Arrêtez de prendre des risques avec votre lampe d’anneauage du verre
Acheter une lampe d’anneauage bon marché, simplement parce que son numéro de pièce correspond, c’est un peu prendre des risques. La plupart des gens se contentent de vérifier la tension et la longueur de la lampe, avant d’appuyer sur « acheter ». Mais si vous gérez une ligne de production, c’est une méthode risquée. Nous ne nous concentrons pas d’abord sur le numéro de pièce – nous regardons plutôt le gradient thermique.
Tout dépend du profil thermique
L’anneauage du verre ne consiste pas seulement à atteindre une température maximale. Il s’agit aussi de savoir comment chauffer le verre, et surtout, comment le faire refroidir.
Bien sûr, un tube halogène en quartz génère beaucoup de chaleur. Mais si la puissance est trop élevée par rapport à l’épaisseur du verre, cela crée des contraintes internes. C’est pourquoi nous prenons le temps d’évaluer les caractéristiques spécifiques du verre avant de choisir la puissance appropriée.
Il y a aussi la question de l’énergie : passer d’un système de 230V à 400V change la consommation d’énergie et influence la manière dont les câbles doivent être connectés. Les tubes à haute tension sont idéaux pour des distances plus longues, car moins d’énergie est perdue en cours de route. Mais ils endommagent plus facilement les prises électriques. Si vos prises sont vieillies ou abîmées, installer un tube à haute puissance peut entraîner des problèmes sérieux – vos terminaux risquent d’être endommagés en quelques semaines.
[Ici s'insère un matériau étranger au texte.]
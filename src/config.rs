use color_eyre::{eyre::eyre, Result};
use serde::Deserialize;
use std::path::{Path, PathBuf};
use std::time::Duration;
use url::Url;

use crate::i18n::Locale;

/// Default request timeout, in milliseconds.
pub const DEFAULT_TIMEOUT_MS: u64 = 15_000;
/// Default response cache TTL (5 minutes), in milliseconds.
pub const DEFAULT_CACHE_TTL_MS: u64 = 5 * 60 * 1000;
/// Default delay between retry attempts, in milliseconds.
pub const DEFAULT_RETRY_DELAY_MS: u64 = 1_000;

#[derive(Debug, Clone, Deserialize)]
pub struct Config {
  #[serde(default)]
  pub api: ApiConfig,
  #[serde(default)]
  pub cache: CacheSettings,
  /// Display language for notifications
  #[serde(default)]
  pub locale: Locale,
  /// Log filter directive (e.g., "info", "libris=debug")
  #[serde(default = "default_log_level")]
  pub log_level: String,
}

fn default_log_level() -> String {
  "info".to_string()
}

#[derive(Debug, Clone, Deserialize)]
pub struct ApiConfig {
  /// Base URL every request path is appended to
  #[serde(default)]
  pub base_url: Option<String>,
  #[serde(default = "default_timeout_ms")]
  pub timeout_ms: u64,
  /// Fixed backoff between retry attempts
  #[serde(default = "default_retry_delay_ms")]
  pub retry_delay_ms: u64,
}

fn default_timeout_ms() -> u64 {
  DEFAULT_TIMEOUT_MS
}

fn default_retry_delay_ms() -> u64 {
  DEFAULT_RETRY_DELAY_MS
}

impl Default for ApiConfig {
  fn default() -> Self {
    Self {
      base_url: None,
      timeout_ms: DEFAULT_TIMEOUT_MS,
      retry_delay_ms: DEFAULT_RETRY_DELAY_MS,
    }
  }
}

#[derive(Debug, Clone, Deserialize)]
pub struct CacheSettings {
  #[serde(default = "default_cache_ttl_ms")]
  pub ttl_ms: u64,
}

fn default_cache_ttl_ms() -> u64 {
  DEFAULT_CACHE_TTL_MS
}

impl Default for CacheSettings {
  fn default() -> Self {
    Self {
      ttl_ms: DEFAULT_CACHE_TTL_MS,
    }
  }
}

impl Default for Config {
  fn default() -> Self {
    Self {
      api: ApiConfig::default(),
      cache: CacheSettings::default(),
      locale: Locale::default(),
      log_level: default_log_level(),
    }
  }
}

impl Config {
  /// Load configuration from file, then apply environment overrides.
  ///
  /// Search order:
  /// 1. Explicit path if provided
  /// 2. ./libris.yaml (current directory)
  /// 3. $XDG_CONFIG_HOME/libris/config.yaml
  ///
  /// When no file is found the configuration comes from the environment alone.
  pub fn load(explicit_path: Option<&Path>) -> Result<Self> {
    let path = if let Some(p) = explicit_path {
      if p.exists() {
        Some(p.to_path_buf())
      } else {
        return Err(eyre!("Config file not found: {}", p.display()));
      }
    } else {
      Self::find_config_file()
    };

    let config = match path {
      Some(p) => Self::load_from_path(&p)?,
      None => Config::default(),
    };

    let config = config.with_env_overrides(|key| std::env::var(key).ok());
    config.validate()?;
    Ok(config)
  }

  fn find_config_file() -> Option<PathBuf> {
    let local = PathBuf::from("libris.yaml");
    if local.exists() {
      return Some(local);
    }

    if let Some(config_dir) = dirs::config_dir() {
      let xdg_path = config_dir.join("libris").join("config.yaml");
      if xdg_path.exists() {
        return Some(xdg_path);
      }
    }

    None
  }

  fn load_from_path(path: &Path) -> Result<Self> {
    let contents = std::fs::read_to_string(path)
      .map_err(|e| eyre!("Failed to read config file {}: {}", path.display(), e))?;

    let config: Config = serde_yaml::from_str(&contents)
      .map_err(|e| eyre!("Failed to parse config file {}: {}", path.display(), e))?;

    Ok(config)
  }

  /// Apply `LIBRIS_BASE_API` and `LIBRIS_LOCALE` on top of file values.
  fn with_env_overrides(mut self, var: impl Fn(&str) -> Option<String>) -> Self {
    if let Some(base) = var("LIBRIS_BASE_API").filter(|v| !v.trim().is_empty()) {
      self.api.base_url = Some(base);
    }
    if let Some(locale) = var("LIBRIS_LOCALE").and_then(|v| Locale::from_tag(&v)) {
      self.locale = locale;
    }
    self
  }

  /// Check that everything the HTTP client needs is present.
  pub fn validate(&self) -> Result<()> {
    self.base_url()?;
    if self.api.timeout_ms == 0 {
      return Err(eyre!("api.timeout_ms must be greater than zero"));
    }
    Ok(())
  }

  /// The parsed base API URL.
  pub fn base_url(&self) -> Result<Url> {
    let raw = self.api.base_url.as_deref().ok_or_else(|| {
      eyre!(
        "Base API URL not configured. \
         Set api.base_url or the LIBRIS_BASE_API environment variable."
      )
    })?;
    Url::parse(raw).map_err(|e| eyre!("Invalid base API URL '{}': {}", raw, e))
  }

  pub fn timeout(&self) -> Duration {
    Duration::from_millis(self.api.timeout_ms)
  }

  pub fn retry_delay(&self) -> Duration {
    Duration::from_millis(self.api.retry_delay_ms)
  }

  pub fn cache_ttl(&self) -> Duration {
    Duration::from_millis(self.cache.ttl_ms)
  }

  /// Get the login password from environment variables.
  ///
  /// Checks LIBRIS_PASSWORD.
  pub fn get_password() -> Result<String> {
    std::env::var("LIBRIS_PASSWORD")
      .map_err(|_| eyre!("Password not found. Set the LIBRIS_PASSWORD environment variable."))
  }
}
use serde_json::{json, Value};

use super::types::{Book, BookPage, BookQuery, LoginRequest, LoginResponse};
use crate::http::{HttpClient, HttpError, RequestOptions};

/// Book and session endpoints of the backend.
#[derive(Clone)]
pub struct BookApi {
  http: HttpClient,
}

impl BookApi {
  pub fn new(http: HttpClient) -> Self {
    Self { http }
  }

  pub fn http(&self) -> &HttpClient {
    &self.http
  }

  pub async fn create(&self, book: &Book) -> Result<Option<Value>, HttpError> {
    self
      .http
      .post("/book", book, RequestOptions::new().show_success(true).show_loading(true))
      .await
  }

  pub async fn list(&self, query: &BookQuery) -> Result<Option<BookPage>, HttpError> {
    self.http.get("/book/list", query, RequestOptions::new()).await
  }

  pub async fn get(&self, id: &str) -> Result<Option<Book>, HttpError> {
    self
      .http
      .get(&format!("/book/{}", id), &(), RequestOptions::new())
      .await
  }

  /// Apply a partial update; only the fields present in `changes` are sent.
  pub async fn update(&self, id: &str, changes: &Value) -> Result<Option<Value>, HttpError> {
    self
      .http
      .put(&format!("/book/{}", id), changes, RequestOptions::new().show_success(true))
      .await
  }

  pub async fn delete(&self, id: &str) -> Result<Option<Value>, HttpError> {
    self
      .http
      .delete(&format!("/book/{}", id), RequestOptions::new().show_success(true))
      .await
  }

  pub async fn search(&self, keyword: &str) -> Result<Option<Vec<Book>>, HttpError> {
    self
      .http
      .get("/book/search", &json!({ "keyword": keyword }), RequestOptions::new())
      .await
  }

  pub async fn login(
    &self,
    request: &LoginRequest,
    show_loading: bool,
  ) -> Result<Option<LoginResponse>, HttpError> {
    self
      .http
      .post(
        "/api/login",
        request,
        RequestOptions::new()
          .show_loading(show_loading)
          .throw_error(false)
          .no_cache(),
      )
      .await
  }

  pub async fn logout(&self) -> Result<Option<Value>, HttpError> {
    self
      .http
      .post("/api/logout", &json!({}), RequestOptions::new().show_loading(true).no_cache())
      .await
  }
}

#[cfg(test)]
mod tests {
  use super::*;
  use crate::http::testing::{RecordingNotifier, ScriptedTransport, Step};
  use crate::http::{ClientSettings, RequestBody};
  use crate::i18n::Locale;
  use reqwest::Method;
  use std::sync::Arc;
  use url::Url;

  fn api(steps: Vec<Step>) -> (BookApi, Arc<ScriptedTransport>, Arc<RecordingNotifier>) {
    let transport = ScriptedTransport::new(steps);
    let notifier = Arc::new(RecordingNotifier::default());
    let settings = ClientSettings {
      locale: Locale::En,
      ..ClientSettings::default()
    };
    let base = Url::parse("http://books.test").unwrap();
    let http =
      HttpClient::with_transport(base, settings, transport.clone()).with_notifier(notifier.clone());
    (BookApi::new(http), transport, notifier)
  }

  #[tokio::test]
  async fn test_list_sends_query() {
    let (api, transport, _) = api(vec![Step::ok(json!({
      "list": [{"_id": "b1", "name": "Dune"}],
      "total": 1
    }))]);

    let query = BookQuery {
      current: Some(2),
      page_size: Some(10),
      ..BookQuery::default()
    };
    let page = api.list(&query).await.unwrap().unwrap();

    assert_eq!(page.total, 1);
    assert_eq!(page.list[0].name, "Dune");
    assert_eq!(
      transport.requests()[0].url.as_str(),
      "http://books.test/book/list?current=2&pageSize=10"
    );
  }

  #[tokio::test]
  async fn test_search_encodes_keyword() {
    let (api, transport, _) = api(vec![Step::ok(json!([]))]);
    let books = api.search("war & peace").await.unwrap().unwrap();
    assert!(books.is_empty());
    assert_eq!(
      transport.requests()[0].url.as_str(),
      "http://books.test/book/search?keyword=war+%26+peace"
    );
  }

  #[tokio::test]
  async fn test_create_shows_success() {
    let (api, transport, notifier) =
      api(vec![Step::envelope(200, "Created", json!({"_id": "b9"}))]);
    let book = Book {
      name: "Dune".to_string(),
      ..Book::default()
    };

    let created = api.create(&book).await.unwrap();
    assert_eq!(created, Some(json!({"_id": "b9"})));
    assert_eq!(notifier.successes(), vec!["Created".to_string()]);

    let request = &transport.requests()[0];
    assert_eq!(request.method, Method::POST);
    assert_eq!(request.body, Some(RequestBody::Json(json!({"name": "Dune"}))));
  }

  #[tokio::test]
  async fn test_update_and_delete_paths() {
    let (api, transport, notifier) = api(vec![Step::ok(json!(null)), Step::ok(json!(null))]);

    api.update("b1", &json!({"stock": 4})).await.unwrap();
    api.delete("b1").await.unwrap();

    let requests = transport.requests();
    assert_eq!(requests[0].method, Method::PUT);
    assert_eq!(requests[0].url.path(), "/book/b1");
    assert_eq!(requests[1].method, Method::DELETE);
    assert_eq!(requests[1].url.path(), "/book/b1");
    assert_eq!(notifier.successes().len(), 2);
  }

  #[tokio::test]
  async fn test_failed_login_resolves_none() {
    let (api, _, notifier) = api(vec![Step::envelope(400, "Wrong password", json!(null))]);
    let request = LoginRequest {
      name: "admin".to_string(),
      password: "nope".to_string(),
    };

    let res = api.login(&request, false).await.unwrap();
    assert_eq!(res, None);
    assert_eq!(notifier.errors(), vec!["Wrong password".to_string()]);
    assert_eq!(api.http().loading().count(), 0);
  }
}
Les compromis auxquels vous devez être confronté
Les lampes infrarouges à ondes courtes pénètrent profondément dans le verre. C’est un avantage pour les plaques épaisses, mais cela peut endommager la surface des feuilles fines. Pour résoudre ce problème, nous recommandons souvent des tubes en quartz recouverts, afin d’atténuer la chaleur.
Et puis, il y a les connexions : les R7 ou les SK15 personnalisés. C’est souvent là que surviennent les problèmes. Un mauvais ajustement peut provoquer des arcs électriques, qui créent des points chauds. Et ces points chauds peuvent endommager le support de la lampe.
Nous ne livrons pas simplement une lampe dans une boîte. Nous voulons savoir si vos supports peuvent vraiment supporter les cycles constants de chauffage et de refroidissement sans se détériorer.
Pourquoi nous venons vous voir en personne
Au final, une lampe n’est rien de plus qu’un résistor qui brille. La vraie magie réside dans l’angle du réflecteur et à quelle distance se trouve la lampe par rapport au verre.
Si vos réflecteurs sont oxydés et ternis, même la lampe la plus chère du monde ne pourra pas résoudre les problèmes liés aux points froids.
C’est pourquoi nous effectuons des diagnostics sur site. L’environnement entourant la machine est ce qui détermine réellement la durée de vie de la lampe. Nous vérifions d’abord le flux d’air de refroidissement et la stabilité de l’alimentation en électricité, avant même de parler des pièces nécessaires. Cela vous évite de gaspiller de l’argent en achetant des remplacements inutiles, lorsque le véritable problème vient simplement d’une mauvaise conception thermique.